What you are asked to do — Every entry should be reproduced word for word.

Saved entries
----

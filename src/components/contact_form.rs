//! Contact Form Component
//!
//! Add or edit one person. Accounts keep their email.

use leptos::prelude::*;
use leptos::task::spawn_local;

use crate::commands;
use crate::components::Avatar;
use crate::contacts::{sanitize_name, sanitize_phone, ContactInput};
use crate::context::use_app_context;
use crate::error::{field_message, AppError, FieldError};
use crate::models::{Person, FALLBACK_COLOR};
use crate::store::{store_upsert_person, use_app_store};

#[component]
pub fn ContactForm(
    /// Person being edited; `None` adds a new contact
    person: Option<Person>,
    #[prop(into)] on_close: Callback<()>,
    /// Called with the saved email
    #[prop(into)] on_saved: Callback<String>,
) -> impl IntoView {
    let ctx = use_app_context();
    let store = use_app_store();

    let info = person.as_ref().map(|p| p.info().clone());
    let name = RwSignal::new(info.as_ref().map(|i| i.name.clone()).unwrap_or_default());
    let email = RwSignal::new(info.as_ref().map(|i| i.email.clone()).unwrap_or_default());
    let phone = RwSignal::new(info.as_ref().map(|i| i.phone.clone()).unwrap_or_default());
    let errors = RwSignal::new(Vec::<FieldError>::new());
    let form_error = RwSignal::new(None::<String>);
    let (saving, set_saving) = signal(false);

    let email_locked = matches!(person, Some(Person::Account(_)));
    let is_edit = person.is_some();
    let badge_color = info.as_ref().map(|i| i.color.clone()).unwrap_or_else(|| FALLBACK_COLOR.to_string());
    let person = StoredValue::new(person);

    let error_for = move |field: &'static str| {
        move || errors.with(|list| field_message(list, field).map(str::to_string))
    };

    let on_submit = move |ev: leptos::ev::SubmitEvent| {
        ev.prevent_default();
        if saving.get_untracked() {
            return;
        }
        let input = ContactInput::new(&name.get_untracked(), &email.get_untracked(), &phone.get_untracked());
        if let Err(e) = input.validate() {
            errors.set(e.field_errors().to_vec());
            return;
        }
        errors.set(Vec::new());
        form_error.set(None);
        set_saving.set(true);

        let person = person.get_value();
        let session = ctx.session.get_untracked();
        spawn_local(async move {
            let remote = ctx.store();
            let result = match &person {
                Some(existing) => commands::save_person(&remote, existing, &input, &session).await,
                None => commands::create_contact(&remote, &input)
                    .await
                    .map(|created| store_upsert_person(&store, created)),
            };
            set_saving.set(false);

            match result {
                Ok(()) => {
                    let saved_email = match &person {
                        Some(Person::Account(info)) => info.email.clone(),
                        _ => input.email.clone(),
                    };
                    on_saved.run(saved_email);
                }
                Err(AppError::Validation(list)) => errors.set(list),
                Err(e @ AppError::Unauthorized { .. }) => form_error.set(Some(e.to_string())),
                Err(e) => {
                    log::error!("saving contact failed: {}", e);
                    ctx.notify(format!("Could not save the contact: {}", e), None);
                }
            }
        });
    };

    view! {
        <div class="overlay" on:click=move |_| on_close.run(())>
            <div class="overlay-panel contact-form-panel" on:click=|ev| ev.stop_propagation()>
                <div class="contact-form-side">
                    <h2>{if is_edit { "Edit contact" } else { "Add contact" }}</h2>
                    <Show when=move || !is_edit>
                        <p>"Tasks are better with a team!"</p>
                    </Show>
                </div>
                <form class="contact-form" novalidate=true on:submit=on_submit>
                    <button type="button" class="overlay-close" title="Close" on:click=move |_| on_close.run(())>"✕"</button>
                    {move || view! {
                        <Avatar name=name.get() email=email.get() color=badge_color.clone() class="avatar avatar-large" />
                    }}

                    <input
                        id="contactName"
                        type="text"
                        placeholder="Name"
                        prop:value=move || name.get()
                        on:input=move |ev| name.set(sanitize_name(&event_target_value(&ev)))
                    />
                    <span class="field-error">{error_for("contactName")}</span>

                    <input
                        id="contactEmail"
                        type="email"
                        placeholder="Email"
                        readonly=email_locked
                        prop:value=move || email.get()
                        on:input=move |ev| email.set(event_target_value(&ev))
                    />
                    <span class="field-error">{error_for("contactEmail")}</span>

                    <input
                        id="contactPhone"
                        type="tel"
                        placeholder="Phone"
                        prop:value=move || phone.get()
                        on:input=move |ev| phone.set(sanitize_phone(&event_target_value(&ev)))
                    />

                    {move || form_error.get().map(|message| view! { <p class="form-error">{message}</p> })}

                    <div class="form-footer">
                        <button type="button" class="btn-secondary" on:click=move |_| on_close.run(())>"Cancel ✗"</button>
                        <button type="submit" class="btn-primary" disabled=move || saving.get()>
                            {if is_edit { "Save ✓" } else { "Create contact ✓" }}
                        </button>
                    </div>
                </form>
            </div>
        </div>
    }
}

----

Output below —
filename src/components/contact_form.rs
//! Contact Form Component
//!
//! Add or edit one person. Accounts keep their email.

use leptos::prelude::*;
use leptos::task::spawn_local;

use crate::commands;
use crate::components::Avatar;
use crate::contacts::{sanitize_name, sanitize_phone, ContactInput};
use crate::context::use_app_context;
use crate::error::{field_message, AppError, FieldError};
use crate::models::{Person, FALLBACK_COLOR};
use crate::store::{store_upsert_person, use_app_store};

#[component]
pub fn ContactForm(
    /// Person being edited; `None` adds a new contact
    person: Option<Person>,
    #[prop(into)] on_close: Callback<()>,
    /// Called with the saved email
    #[prop(into)] on_saved: Callback<String>,
) -> impl IntoView {
    let ctx = use_app_context();
    let store = use_app_store();

    let info = person.as_ref().map(|p| p.info().clone());
    let name = RwSignal::new(info.as_ref().map(|i| i.name.clone()).unwrap_or_default());
    let email = RwSignal::new(info.as_ref().map(|i| i.email.clone()).unwrap_or_default());
    let phone = RwSignal::new(info.as_ref().map(|i| i.phone.clone()).unwrap_or_default());
    let errors = RwSignal::new(Vec::<FieldError>::new());
    let form_error = RwSignal::new(None::<String>);
    let (saving, set_saving) = signal(false);

    let email_locked = matches!(person, Some(Person::Account(_)));
    let is_edit = person.is_some();
    let badge_color = info.as_ref().map(|i| i.color.clone()).unwrap_or_else(|| FALLBACK_COLOR.to_string());
    let person = StoredValue::new(person);

    let error_for = move |field: &'static str| {
        move || errors.with(|list| field_message(list, field).map(str::to_string))
    };

    let on_submit = move |ev: leptos::ev::SubmitEvent| {
        ev.prevent_default();
        if saving.get_untracked() {
            return;
        }
        let input = ContactInput::new(&name.get_untracked(), &email.get_untracked(), &phone.get_untracked());
        if let Err(e) = input.validate() {
            errors.set(e.field_errors().to_vec());
            return;
        }
        errors.set(Vec::new());
        form_error.set(None);
        set_saving.set(true);

        let person = person.get_value();
        let session = ctx.session.get_untracked();
        spawn_local(async move {
            let remote = ctx.store();
            let result = match &person {
                Some(existing) => commands::save_person(&remote, existing, &input, &session).await,
                None => commands::create_contact(&remote, &input)
                    .await
                    .map(|created| store_upsert_person(&store, created)),
            };
            set_saving.set(false);

            match result {
                Ok(()) => {
                    let saved_email = match &person {
                        Some(Person::Account(info)) => info.email.clone(),
                        _ => input.email.clone(),
                    };
                    on_saved.run(saved_email);
                }
                Err(AppError::Validation(list)) => errors.set(list),
                Err(e @ AppError::Unauthorized { .. }) => form_error.set(Some(e.to_string())),
                Err(e) => {
                    log::error!("saving contact failed: {}", e);
                    ctx.notify(format!("Could not save the contact: {}", e), None);
                }
            }
        });
    };

    view! {
        <div class="overlay" on:click=move |_| on_close.run(())>
            <div class="overlay-panel contact-form-panel" on:click=|ev| ev.stop_propagation()>
                <div class="contact-form-side">
                    <h2>{if is_edit { "Edit contact" } else { "Add contact" }}</h2>
                    <Show when=move || !is_edit>
                        <p>"Tasks are better with a team!"</p>
                    </Show>
                </div>
                <form class="contact-form" novalidate=true on:submit=on_submit>
                    <button type="button" class="overlay-close" title="Close" on:click=move |_| on_close.run(())>"✕"</button>
                    {move || view! {
                        <Avatar name=name.get() email=email.get() color=badge_color.clone() class="avatar avatar-large" />
                    }}

                    <input
                        id="contactName"
                        type="text"
                        placeholder="Name"
                        prop:value=move || name.get()
                        on:input=move |ev| name.set(sanitize_name(&event_target_value(&ev)))
                    />
                    <span class="field-error">{error_for("contactName")}</span>

                    <input
                        id="contactEmail"
                        type="email"
                        placeholder="Email"
                        readonly=email_locked
                        prop:value=move || email.get()
                        on:input=move |ev| email.set(event_target_value(&ev))
                    />
                    <span class="field-error">{error_for("contactEmail")}</span>

                    <input
                        id="contactPhone"
                        type="tel"
                        placeholder="Phone"
                        prop:value=move || phone.get()
                        on:input=move |ev| phone.set(sanitize_phone(&event_target_value(&ev)))
                    />

                    {move || form_error.get().map(|message| view! { <p class="form-error">{message}</p> })}

                    <div class="form-footer">
                        <button type="button" class="btn-secondary" on:click=move |_| on_close.run(())>"Cancel ✗"</button>
                        <button type="submit" class="btn-primary" disabled=move || saving.get()>
                            {if is_edit { "Save ✓" } else { "Create contact ✓" }}
                        </button>
                    </div>
                </form>
            </div>
        </div>
    }
}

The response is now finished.